Mark 9:42-50 and James 5:13-20

 In March of 2009, Time Magazine did an article about ten ideas that were changing the world, and rather surprisingly, one of the ten was Calvinism.  Calvinism is a brand of Christian theology, based on the writings of the 16th century Reformer, John Calvin.  Calvin believed in an absolutely supreme God and a totally unworthy, incapable humanity, and his logical conclusion was Predestination:  The belief that God picks and chooses who will be saved and who won’t.  Human freedom is an illusion; everything, down to the smallest details of life, is completely determined by God.    

 One of the subsequent conclusions of Predestination is what is called, The Perseverance of the Saints.  Perseverance of the saints means that those whom God has chosen cannot turn away.  It’s often captured in a little saying, “Once saved, always saved.”  

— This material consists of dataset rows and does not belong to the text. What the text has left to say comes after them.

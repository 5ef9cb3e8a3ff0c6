// src/db/transport_repo.rs

use chrono::{DateTime, Utc};
use rust_decimal::Decimal;
use sqlx::{Executor, PgPool, Postgres};
use uuid::Uuid;

use crate::{
    common::{db_utils::map_unique_violation, error::AppError},
    models::{
        status::{IssueStatus, TransportStatus},
        transport::{IssueType, NewTransportTask, TransportIssue, TransportTask, Vehicle},
    },
};

#[derive(Clone)]
pub struct TransportRepository {
    pool: PgPool,
}

impl TransportRepository {
    pub fn new(pool: PgPool) -> Self {
        Self { pool }
    }

    // =========================================================================
    //  VEÍCULOS
    // =========================================================================

    pub async fn create_vehicle<'e, E>(
        &self,
        executor: E,
        registration: &str,
        capacity: Option<Decimal>,
    ) -> Result<Vehicle, AppError>
    where
        E: Executor<'e, Database = Postgres>,
    {
        sqlx::query_as::<_, Vehicle>(
            "INSERT INTO vehicles (registration, capacity) VALUES ($1, $2) RETURNING *",
        )
        .bind(registration)
        .bind(capacity)
        .fetch_one(executor)
        .await
        .map_err(|e| map_unique_violation(e, |_| format!("Veículo '{registration}' já cadastrado.")))
    }

    pub async fn list_vehicles(&self) -> Result<Vec<Vehicle>, AppError> {
        let vehicles = sqlx::query_as::<_, Vehicle>("SELECT * FROM vehicles ORDER BY registration ASC")
            .fetch_all(&self.pool)
            .await?;
        Ok(vehicles)
    }

    pub async fn find_vehicle(&self, id: Uuid) -> Result<Option<Vehicle>, AppError> {
        let vehicle = sqlx::query_as::<_, Vehicle>("SELECT * FROM vehicles WHERE id = $1")
            .bind(id)
            .fetch_optional(&self.pool)
            .await?;
        Ok(vehicle)
    }

    // =========================================================================
    //  TAREFAS
    // =========================================================================

    pub async fn create_task<'e, E>(&self, executor: E, new: &NewTransportTask) -> Result<TransportTask, AppError>
    where
        E: Executor<'e, Database = Postgres>,
    {
        let task = sqlx::query_as::<_, TransportTask>(
            r#"
            INSERT INTO transport_tasks (
                batch_id, driver_id, vehicle_id, coordinator_id, status,
                pickup_location, delivery_location, scheduled_pickup_at, scheduled_delivery_at, notes
            )
            VALUES ($1, $2, $3, $4, $5, $6, $7, $8, $9, $10)
            RETURNING *
            "#,
        )
        .bind(new.batch_id)
        .bind(new.driver_id)
        .bind(new.vehicle_id)
        .bind(new.coordinator_id)
        .bind(TransportStatus::Scheduled)
        .bind(&new.pickup_location)
        .bind(&new.delivery_location)
        .bind(new.scheduled_pickup_at)
        .bind(new.scheduled_delivery_at)
        .bind(&new.notes)
        .fetch_one(executor)
        .await?;
        Ok(task)
    }

    pub async fn find_task<'e, E>(&self, executor: E, id: Uuid) -> Result<Option<TransportTask>, AppError>
    where
        E: Executor<'e, Database = Postgres>,
    {
        let task = sqlx::query_as::<_, TransportTask>("SELECT * FROM transport_tasks WHERE id = $1")
            .bind(id)
            .fetch_optional(executor)
            .await?;
        Ok(task)
    }

    /// Tarefa mais recente do lote (usada no recebimento para avisar o coordenador).
    pub async fn latest_task_for_batch(&self, batch_id: Uuid) -> Result<Option<TransportTask>, AppError> {
        let task = sqlx::query_as::<_, TransportTask>(
            "SELECT * FROM transport_tasks WHERE batch_id = $1 ORDER BY created_at DESC LIMIT 1",
        )
        .bind(batch_id)
        .fetch_optional(&self.pool)
        .await?;
        Ok(task)
    }

    pub async fn list_tasks(
        &self,
        driver_id: Option<Uuid>,
        status: Option<TransportStatus>,
    ) -> Result<Vec<TransportTask>, AppError> {
        let tasks = sqlx::query_as::<_, TransportTask>(
            r#"
            SELECT * FROM transport_tasks
            WHERE ($1::uuid IS NULL OR driver_id = $1)
              AND ($2::transport_status IS NULL OR status = $2)
            ORDER BY scheduled_pickup_at DESC
            LIMIT 200
            "#,
        )
        .bind(driver_id)
        .bind(status)
        .fetch_all(&self.pool)
        .await?;
        Ok(tasks)
    }

    /// Mesmo padrão CAS do lote: só muda se o status ainda for `expected`.
    /// Os horários reais saem do próprio UPDATE: `next` = IN_TRANSIT grava
    /// `actual_pickup_at` (só se ainda vazio) e `next` = DELIVERED grava `actual_delivery_at`.
    pub async fn apply_task_transition<'e, E>(
        &self,
        executor: E,
        task_id: Uuid,
        expected: TransportStatus,
        next: TransportStatus,
        note: Option<&str>,
    ) -> Result<Option<TransportTask>, AppError>
    where
        E: Executor<'e, Database = Postgres>,
    {
        let task = sqlx::query_as::<_, TransportTask>(
            r#"
            UPDATE transport_tasks
            SET status = $3,
                actual_pickup_at = CASE WHEN $3 = 'IN_TRANSIT'::transport_status AND actual_pickup_at IS NULL
                                        THEN NOW() ELSE actual_pickup_at END,
                actual_delivery_at = CASE WHEN $3 = 'DELIVERED'::transport_status
                                          THEN NOW() ELSE actual_delivery_at END,
                notes = CASE
                    WHEN $4::text IS NULL THEN notes
                    WHEN notes IS NULL OR notes = '' THEN $4::text
                    ELSE notes || E'\n' || $4::text
                END,
                updated_at = NOW()
            WHERE id = $1 AND status = $2
            RETURNING *
            "#,
        )
        .bind(task_id)
        .bind(expected)
        .bind(next)
        .bind(note)
        .fetch_optional(executor)
        .await?;
        Ok(task)
    }

    // =========================================================================
    //  OCORRÊNCIAS
    // =========================================================================

    pub async fn create_issue<'e, E>(
        &self,
        executor: E,
        task_id: Uuid,
        reported_by: Uuid,
        issue_type: IssueType,
        description: &str,
    ) -> Result<TransportIssue, AppError>
    where
        E: Executor<'e, Database = Postgres>,
    {
        let issue = sqlx::query_as::<_, TransportIssue>(
            r#"
            INSERT INTO transport_issues (task_id, reported_by, issue_type, status, description)
            VALUES ($1, $2, $3, $4, $5)
            RETURNING *
            "#,
        )
        .bind(task_id)
        .bind(reported_by)
        .bind(issue_type)
        .bind(IssueStatus::Open)
        .bind(description)
        .fetch_one(executor)
        .await?;
        Ok(issue)
    }

    pub async fn find_issue(&self, id: Uuid) -> Result<Option<TransportIssue>, AppError> {
        let issue = sqlx::query_as::<_, TransportIssue>("SELECT * FROM transport_issues WHERE id = $1")
            .bind(id)
            .fetch_optional(&self.pool)
            .await?;
        Ok(issue)
    }

    pub async fn list_issues(&self, task_id: Uuid) -> Result<Vec<TransportIssue>, AppError> {
        let issues = sqlx::query_as::<_, TransportIssue>(
            "SELECT * FROM transport_issues WHERE task_id = $1 ORDER BY created_at DESC",
        )
        .bind(task_id)
        .fetch_all(&self.pool)
        .await?;
        Ok(issues)
    }

    pub async fn apply_issue_transition<'e, E>(
        &self,
        executor: E,
        issue_id: Uuid,
        expected: IssueStatus,
        next: IssueStatus,
        resolution: Option<&str>,
        resolved_at: Option<DateTime<Utc>>,
    ) -> Result<Option<TransportIssue>, AppError>
    where
        E: Executor<'e, Database = Postgres>,
    {
        let issue = sqlx::query_as::<_, TransportIssue>(
            r#"
            UPDATE transport_issues
            SET status = $3,
                resolution = COALESCE($4, resolution),
                resolved_at = COALESCE($5, resolved_at)
            WHERE id = $1 AND status = $2
            RETURNING *
            "#,
        )
        .bind(issue_id)
        .bind(expected)
        .bind(next)
        .bind(resolution)
        .bind(resolved_at)
        .fetch_optional(executor)
        .await?;
        Ok(issue)
    }
}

 This brand of Christian theology is apparently making a resurgence in the Church today.  And it has a certain appeal:  There’s nothing to worry about!  Chance, choice, failure:  They are all taken out of the equation.  If you’re a Christian, if God has chosen you, you have nothing to worry about.  If you’re not, well, too bad, I guess!  

 But what about those folks who seem to fall away?  We’ve probably all known folks who really seemed to be genuine in their faith, but because of difficult circumstances or maybe just a “lack of resolve” have fallen away from their faith.  The Calvinist simply says, “They were never really a Christian in the first place!”  

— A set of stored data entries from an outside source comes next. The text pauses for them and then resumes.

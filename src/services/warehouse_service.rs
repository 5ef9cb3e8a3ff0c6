// src/services/warehouse_service.rs

use rust_decimal::Decimal;
use serde_json::json;
use uuid::Uuid;

use crate::{
    common::{db_utils::compose_note, error::AppError},
    db::TransportRepository,
    models::{
        batch::{BatchChanges, CropBatch},
        notification::{NotificationCategory, NotificationKind},
        profile::{Capability, Profile, Role},
        status::BatchStatus,
        transport::IssueType,
    },
    services::{
        batch_service::{batch_metadata, plan_transition, BatchService, TransitionPlan},
        side_effects::{Audience, NotificationIntent},
    },
};

const PACKAGING_TARGETS: [BatchStatus; 3] = [
    BatchStatus::ReadyForPackaging,
    BatchStatus::Packaging,
    BatchStatus::Packaged,
];

/// Recebimento por digitação manual do código: desativado de forma permanente.
/// O único caminho suportado é o leitor (`WarehouseService::confirm_receipt`).
pub fn manual_receipt_disabled(actor: &Profile) -> AppError {
    tracing::info!(user_id = %actor.id, "Tentativa de recebimento manual bloqueada");
    AppError::ManualReceiptDisabled
}

/// Papel + escopo de armazém, nesta ordem. Vem antes da legalidade do status.
fn authorize(actor: &Profile, batch: &CropBatch) -> Result<(), AppError> {
    actor.require(Capability::WarehouseOperate)?;
    actor.ensure_warehouse_scope(batch.warehouse_id)
}

pub fn plan_packaging(
    actor: &Profile,
    batch: &CropBatch,
    target: BatchStatus,
    notes: Option<&str>,
) -> Result<TransitionPlan, AppError> {
    authorize(actor, batch)?;

    if !PACKAGING_TARGETS.contains(&target) {
        return Err(AppError::IllegalStatusTransition {
            from: batch.status.to_string(),
            to: target.to_string(),
        });
    }

    let changes = BatchChanges {
        append_note: compose_note([notes.unwrap_or_default()]),
        ..Default::default()
    };
    let plan = plan_transition(actor, batch, target, "BATCH_PACKAGING_UPDATED", changes, json!({}))?;

    Ok(match target {
        BatchStatus::Packaged => plan.notify(NotificationIntent::new(
            Audience::Role(Role::TransportCoordinator),
            NotificationCategory::Transport,
            "Lote pronto para transporte",
            format!("O lote {} foi embalado e aguarda agendamento de coleta.", batch.batch_code),
            batch_metadata(batch),
        )),
        _ => plan,
    })
}

#[derive(Debug, Clone, Default)]
pub struct ReceiptInput {
    pub received_quantity: Option<Decimal>,
    pub quality_notes: Option<String>,
    pub issue_type: Option<IssueType>,
}

/// Recebimento pelo leitor (scanner). `coordinator_id` = coordenador da última viagem do lote.
pub fn plan_receipt(
    actor: &Profile,
    batch: &CropBatch,
    input: &ReceiptInput,
    coordinator_id: Option<Uuid>,
) -> Result<TransitionPlan, AppError> {
    authorize(actor, batch)?;

    if let Some(q) = input.received_quantity {
        if q.is_sign_negative() {
            return Err(AppError::InvalidInput("A quantidade recebida não pode ser negativa.".into()));
        }
    }

    let note = compose_note([
        input.received_quantity.map(|q| format!("Received quantity: {q} {}", batch.unit)).unwrap_or_default(),
        input.quality_notes.as_deref().map(|n| format!("Quality notes: {}", n.trim())).unwrap_or_default(),
        input.issue_type.map(|t| format!("Issue reported: {t}")).unwrap_or_default(),
    ]);

    let changes = BatchChanges {
        append_note: note,
        received_quantity: input.received_quantity,
        ..Default::default()
    };

    let plan = plan_transition(
        actor,
        batch,
        BatchStatus::Received,
        "BATCH_RECEIVED",
        changes,
        json!({
            "receivedQuantity": input.received_quantity,
            "issueType": input.issue_type,
        }),
    )?;

    let kind = if input.issue_type.is_some() { NotificationKind::Warning } else { NotificationKind::Success };
    let message = format!("O lote {} foi recebido no armazém.", batch.batch_code);
    let metadata = batch_metadata(batch);

    let plan = plan.notify(
        NotificationIntent::new(
            Audience::Role(Role::ProcurementOfficer),
            NotificationCategory::Batch,
            "Lote recebido",
            message.clone(),
            metadata.clone(),
        )
        .kind(kind),
    );

    Ok(match coordinator_id {
        Some(id) => plan.notify(
            NotificationIntent::new(Audience::User(id), NotificationCategory::Transport, "Entrega recebida", message, metadata)
                .kind(kind),
        ),
        None => plan,
    })
}

pub fn plan_storage(actor: &Profile, batch: &CropBatch, storage_location: &str) -> Result<TransitionPlan, AppError> {
    authorize(actor, batch)?;

    let location = storage_location.trim();
    if location.is_empty() {
        return Err(AppError::InvalidInput("O local de armazenagem é obrigatório.".into()));
    }

    let changes = BatchChanges {
        append_note: Some(format!("Storage location: {location}")),
        storage_location: Some(location.to_string()),
        ..Default::default()
    };

    let plan = plan_transition(
        actor,
        batch,
        BatchStatus::Stored,
        "BATCH_STORED",
        changes,
        json!({ "storageLocation": location }),
    )?;

    Ok(plan.notify(
        NotificationIntent::new(
            Audience::Role(Role::ProcurementOfficer),
            NotificationCategory::Batch,
            "Lote armazenado",
            format!("O lote {} foi armazenado em {location}.", batch.batch_code),
            batch_metadata(batch),
        )
        .kind(NotificationKind::Success),
    ))
}

/// Como o usuário identificou o lote no recebimento.
#[derive(Debug, Clone)]
pub enum BatchRef {
    Id(Uuid),
    Code(String),
}

#[derive(Clone)]
pub struct WarehouseService {
    batches: BatchService,
    transport_repo: TransportRepository,
}

impl WarehouseService {
    pub fn new(batches: BatchService, transport_repo: TransportRepository) -> Self {
        Self { batches, transport_repo }
    }

    pub async fn update_packaging(
        &self,
        actor: &Profile,
        batch_id: Uuid,
        target: BatchStatus,
        notes: Option<&str>,
    ) -> Result<CropBatch, AppError> {
        actor.require(Capability::WarehouseOperate)?;
        let batch = self.batches.load(batch_id).await?;
        let plan = plan_packaging(actor, &batch, target, notes)?;
        self.batches.execute(plan).await
    }

    pub async fn confirm_receipt(&self, actor: &Profile, batch: BatchRef, input: ReceiptInput) -> Result<CropBatch, AppError> {
        actor.require(Capability::WarehouseOperate)?;
        let batch = match batch {
            BatchRef::Id(id) => self.batches.load(id).await?,
            BatchRef::Code(code) => self.batches.load_by_code(&code).await?,
        };

        // Só lemos a viagem para saber quem avisar; ela não é alterada aqui
        let coordinator_id = self
            .transport_repo
            .latest_task_for_batch(batch.id)
            .await?
            .map(|t| t.coordinator_id);

        let plan = plan_receipt(actor, &batch, &input, coordinator_id)?;
        self.batches.execute(plan).await
    }

    pub async fn update_storage(&self, actor: &Profile, batch_id: Uuid, storage_location: &str) -> Result<CropBatch, AppError> {
        actor.require(Capability::WarehouseOperate)?;
        let batch = self.batches.load(batch_id).await?;
        let plan = plan_storage(actor, &batch, storage_location)?;
        self.batches.execute(plan).await
    }
}

#[cfg(test)]
mod tests {
    use super::*;
    use crate::{
        models::{batch::fixtures::batch, profile::fixtures::profile, status::BatchStatus as S},
        services::side_effects::{run_effects, testing::MemorySink},
    };

    fn manager_and_batch(status: BatchStatus) -> (Profile, CropBatch) {
        let w = Uuid::new_v4();
        (profile(Role::WarehouseManager, Some(w)), batch(status, Some(w)))
    }

    #[test]
    fn start_packaging_logs_from_and_to() {
        let (manager, b) = manager_and_batch(S::ReadyForPackaging);
        let plan = plan_packaging(&manager, &b, S::Packaging, None).unwrap();

        assert_eq!(plan.to, S::Packaging);
        assert_eq!(plan.changes, BatchChanges::default());
        assert_eq!(plan.effects.audit.entity_id, b.id);
        assert_eq!(plan.effects.audit.details["statusFrom"], "READY_FOR_PACKAGING");
        assert_eq!(plan.effects.audit.details["statusTo"], "PACKAGING");
    }

    #[test]
    fn packaging_cannot_jump_to_stored() {
        let (manager, b) = manager_and_batch(S::Packaging);
        assert!(matches!(
            plan_packaging(&manager, &b, S::Stored, None),
            Err(AppError::IllegalStatusTransition { ref from, ref to }) if from == "PACKAGING" && to == "STORED"
        ));
    }

    #[test]
    fn packaged_notifies_transport() {
        let (manager, b) = manager_and_batch(S::Packaging);
        let plan = plan_packaging(&manager, &b, S::Packaged, Some("12 sacas")).unwrap();
        assert_eq!(plan.changes.append_note.as_deref(), Some("12 sacas"));
        assert_eq!(plan.effects.notifications[0].audience, Audience::Role(Role::TransportCoordinator));
    }

    #[test]
    fn other_warehouse_always_gets_ownership_mismatch() {
        let other = profile(Role::WarehouseManager, Some(Uuid::new_v4()));
        for status in S::ALL {
            let b = batch(status, Some(Uuid::new_v4()));
            for target in S::ALL {
                assert!(matches!(
                    plan_packaging(&other, &b, target, None),
                    Err(AppError::OwnershipMismatch(_))
                ));
            }
            assert!(matches!(
                plan_receipt(&other, &b, &ReceiptInput::default(), None),
                Err(AppError::OwnershipMismatch(_))
            ));
            assert!(matches!(plan_storage(&other, &b, "A1"), Err(AppError::OwnershipMismatch(_))));
        }
    }

    #[test]
    fn receipt_appends_each_annotation() {
        let (manager, b) = manager_and_batch(S::Shipped);
        let coordinator = Uuid::new_v4();
        let input = ReceiptInput {
            received_quantity: Some(Decimal::new(980, 0)),
            quality_notes: Some(" sacaria úmida ".into()),
            issue_type: Some(IssueType::Damage),
        };

        let plan = plan_receipt(&manager, &b, &input, Some(coordinator)).unwrap();
        assert_eq!(plan.to, S::Received);
        assert_eq!(plan.changes.received_quantity, Some(Decimal::new(980, 0)));
        assert_eq!(
            plan.changes.append_note.as_deref(),
            Some("Received quantity: 980 kg\nQuality notes: sacaria úmida\nIssue reported: DAMAGE")
        );
        assert_eq!(plan.effects.notifications.len(), 2);
        assert_eq!(plan.effects.notifications[1].audience, Audience::User(coordinator));
    }

    #[test]
    fn receipt_rejects_negative_quantity() {
        let (manager, b) = manager_and_batch(S::Packaged);
        let input = ReceiptInput { received_quantity: Some(Decimal::new(-1, 0)), ..Default::default() };
        assert!(matches!(plan_receipt(&manager, &b, &input, None), Err(AppError::InvalidInput(_))));
    }

    #[test]
    fn receipt_straight_from_packaged_is_allowed() {
        let (manager, b) = manager_and_batch(S::Packaged);
        let plan = plan_receipt(&manager, &b, &ReceiptInput::default(), None).unwrap();
        assert_eq!(plan.changes.append_note, None);
        assert_eq!(plan.effects.notifications.len(), 1);
    }

    #[tokio::test]
    async fn storage_in_a1_notifies_every_procurement_officer() {
        let (manager, b) = manager_and_batch(S::Received);
        let plan = plan_storage(&manager, &b, "A1").unwrap();

        assert_eq!(plan.to, S::Stored);
        assert_eq!(plan.changes.storage_location.as_deref(), Some("A1"));
        assert_eq!(plan.changes.append_note.as_deref(), Some("Storage location: A1"));

        let officers = vec![Uuid::new_v4(), Uuid::new_v4(), Uuid::new_v4()];
        let mut sink = MemorySink::default();
        sink.roles.insert(Role::ProcurementOfficer, officers.clone());

        let report = run_effects(&sink, plan.effects).await;
        assert_eq!(report.notifications_created, 3);

        let audits = sink.audits.lock().await;
        assert_eq!(audits.len(), 1);
        assert_eq!(audits[0].details["statusTo"], "STORED");
    }

    #[test]
    fn storage_requires_location() {
        let (manager, b) = manager_and_batch(S::Received);
        assert!(matches!(plan_storage(&manager, &b, "   "), Err(AppError::InvalidInput(_))));
    }

    #[test]
    fn storage_from_packaging_is_illegal() {
        let (manager, b) = manager_and_batch(S::Packaging);
        assert!(matches!(plan_storage(&manager, &b, "A1"), Err(AppError::IllegalStatusTransition { .. })));
    }
}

 I don’t buy that.  For three reasons.  First, experience.  I’ve known folks who were very sincere in their faith and then fell away.  Sometimes because of illness or maybe a death of a loved one or maybe they fell into some destructive sin.  Second, Scripture.  If it’s impossible for a genuine believer to fall away from their faith, then why are there so many warnings in Scripture about the need to stay close to Christ?  Why are there instructions to count the cost of discipleship if it’s not possible to stray from it?  And third, I believe God values our freedom.  If God did not value our freedom, why did he give Adam and Eve the freedom to choose whether or not they would eat the forbidden fruit?  And if God wants us to come to him freely, it seems reasonable to me that he would also value our freedom enough to give us the freedom to leave.  

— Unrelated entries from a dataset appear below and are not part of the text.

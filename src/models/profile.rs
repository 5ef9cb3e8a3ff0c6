// src/models/profile.rs

use chrono::{DateTime, Utc};
use serde::{Deserialize, Serialize};
use sqlx::FromRow;
use utoipa::ToSchema;
use uuid::Uuid;

use crate::common::error::AppError;

#[derive(Debug, Clone, Copy, PartialEq, Eq, Hash, Serialize, Deserialize, sqlx::Type, ToSchema)]
#[sqlx(type_name = "user_role", rename_all = "snake_case")]
#[serde(rename_all = "snake_case")]
pub enum Role {
    Admin,
    Manager,
    FieldAgent,
    Farmer,
    WarehouseManager,
    ProcurementOfficer,
    TransportCoordinator,
    Driver,
}

/// O que cada papel pode fazer. Os handlers pedem uma capacidade,
/// nunca comparam o papel diretamente.
#[derive(Debug, Clone, Copy, PartialEq, Eq)]
pub enum Capability {
    BatchCreate,
    BatchCultivate,
    FarmRegister,
    BatchApprove,
    WarehouseOperate,
    TransportSchedule,
    TransportManage,
    TransportDrive,
    IssueReport,
    AuditRead,
    AdminManage,
}

impl Capability {
    pub fn slug(self) -> &'static str {
        match self {
            Capability::BatchCreate => "batch:create",
            Capability::BatchCultivate => "batch:cultivate",
            Capability::FarmRegister => "farm:register",
            Capability::BatchApprove => "batch:approve",
            Capability::WarehouseOperate => "warehouse:operate",
            Capability::TransportSchedule => "transport:schedule",
            Capability::TransportManage => "transport:manage",
            Capability::TransportDrive => "transport:drive",
            Capability::IssueReport => "transport:issue",
            Capability::AuditRead => "audit:read",
            Capability::AdminManage => "admin:manage",
        }
    }
}

impl Role {
    pub fn capabilities(self) -> &'static [Capability] {
        use Capability::*;
        match self {
            Role::Admin => &[
                BatchCreate, BatchCultivate, FarmRegister, BatchApprove,
                TransportSchedule, TransportManage, AuditRead, AdminManage,
            ],
            Role::Manager => &[BatchApprove, AuditRead],
            Role::FieldAgent => &[BatchCreate, BatchCultivate, FarmRegister],
            Role::Farmer => &[],
            Role::WarehouseManager => &[WarehouseOperate],
            Role::ProcurementOfficer => &[BatchApprove, TransportSchedule],
            Role::TransportCoordinator => &[TransportSchedule, TransportManage, IssueReport],
            Role::Driver => &[TransportDrive, IssueReport],
        }
    }

    pub fn has(self, capability: Capability) -> bool {
        self.capabilities().contains(&capability)
    }
}

// Representa o perfil vindo do banco de dados (o "quem sou eu" de toda checagem)
#[derive(Debug, Clone, Serialize, Deserialize, FromRow, ToSchema)]
#[serde(rename_all = "camelCase")]
pub struct Profile {
    // Mesmo id do usuário no provedor de autenticação
    pub id: Uuid,
    #[schema(example = "gerente@armazem.com")]
    pub email: String,
    #[schema(example = "Maria Souza")]
    pub full_name: String,
    pub role: Role,
    pub warehouse_id: Option<Uuid>,
    pub is_active: bool,
    pub created_at: DateTime<Utc>,
    pub updated_at: DateTime<Utc>,
}

impl Profile {
    pub fn require(&self, capability: Capability) -> Result<(), AppError> {
        if self.role.has(capability) {
            Ok(())
        } else {
            Err(AppError::InsufficientRole(format!(
                "Você precisa da permissão '{}' para realizar esta ação.",
                capability.slug()
            )))
        }
    }

    /// Escopo de armazém: o lote precisa estar no armazém atribuído ao usuário.
    pub fn ensure_warehouse_scope(&self, batch_warehouse: Option<Uuid>) -> Result<(), AppError> {
        let mine = self.warehouse_id.ok_or_else(|| {
            AppError::OwnershipMismatch("Nenhum armazém atribuído ao seu usuário.".into())
        })?;

        match batch_warehouse {
            Some(w) if w == mine => Ok(()),
            _ => Err(AppError::OwnershipMismatch(
                "Este lote não pertence ao seu armazém.".into(),
            )),
        }
    }

    pub fn is_admin(&self) -> bool {
        self.role == Role::Admin
    }
}

#[cfg(test)]
pub(crate) mod fixtures {
    use super::*;

    pub fn profile(role: Role, warehouse_id: Option<Uuid>) -> Profile {
        let now = Utc::now();
        Profile {
            id: Uuid::new_v4(),
            email: format!("{role:?}@example.com").to_lowercase(),
            full_name: format!("{role:?}"),
            role,
            warehouse_id,
            is_active: true,
            created_at: now,
            updated_at: now,
        }
    }
}

#[cfg(test)]
mod tests {
    use super::fixtures::profile;
    use super::*;

    #[test]
    fn only_warehouse_managers_operate_warehouses() {
        for role in [
            Role::Admin, Role::Manager, Role::FieldAgent, Role::Farmer,
            Role::ProcurementOfficer, Role::TransportCoordinator, Role::Driver,
        ] {
            assert!(!role.has(Capability::WarehouseOperate), "{role:?}");
        }
        assert!(Role::WarehouseManager.has(Capability::WarehouseOperate));
    }

    #[test]
    fn approval_roles() {
        assert!(Role::ProcurementOfficer.has(Capability::BatchApprove));
        assert!(Role::Admin.has(Capability::BatchApprove));
        assert!(Role::Manager.has(Capability::BatchApprove));
        assert!(!Role::FieldAgent.has(Capability::BatchApprove));
    }

    #[test]
    fn require_reports_the_capability_slug() {
        let driver = profile(Role::Driver, None);
        let err = driver.require(Capability::BatchApprove).unwrap_err();
        assert!(matches!(err, AppError::InsufficientRole(ref m) if m.contains("batch:approve")));
    }

    #[test]
    fn warehouse_scope() {
        let w1 = Uuid::new_v4();
        let w2 = Uuid::new_v4();
        let manager = profile(Role::WarehouseManager, Some(w1));

        assert!(manager.ensure_warehouse_scope(Some(w1)).is_ok());
        assert!(matches!(
            manager.ensure_warehouse_scope(Some(w2)),
            Err(AppError::OwnershipMismatch(_))
        ));
        assert!(matches!(
            manager.ensure_warehouse_scope(None),
            Err(AppError::OwnershipMismatch(_))
        ));

        let unassigned = profile(Role::WarehouseManager, None);
        assert!(matches!(
            unassigned.ensure_warehouse_scope(Some(w1)),
            Err(AppError::OwnershipMismatch(_))
        ));
    }

    #[test]
    fn role_wire_format_is_snake_case() {
        assert_eq!(serde_json::to_string(&Role::WarehouseManager).unwrap(), "\"warehouse_manager\"");
    }
}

 This is all in keeping with our Wesleyan tradition.  Wesley was part of another strand of Christian thought that rejected predestination in favor of an understanding of God that values human freedom.  Now Wesley did believe in the Christian doctrine of assurance.  God gives us the assurance that nothing can steal us away from him.  As Paul expressed in Romans 8, nothing in all of creation can separate us from the love of God.  Not death or peril or the past or the

future or angels or demons or anything in all of creation.  We may have the freedom to turn our backs on God, but nothing could cause God to turn his back on us.  Not even our sin can separate us from God, if we repent of it and continue to seek God.  

 But, of course, if we don’t repent of our sin, if we continue in our sin, if we love our sin more than Jesus, that’s another matter.

 James tells us to pray for each other here in chapter 5.  If someone is sick, pray for them.  No problem, right?  We do that all the time.

 But then we come to verses 15 and 16:  “A prayer offered in faith will heal the sick, and if you have committed any sins, you will be forgiven.  Confess your sins to each other and pray for each other so you may be healed.”  The healing of sickness is placed side by side with the forgiveness of sin.  That’s pretty common in Scriptrue.  But why?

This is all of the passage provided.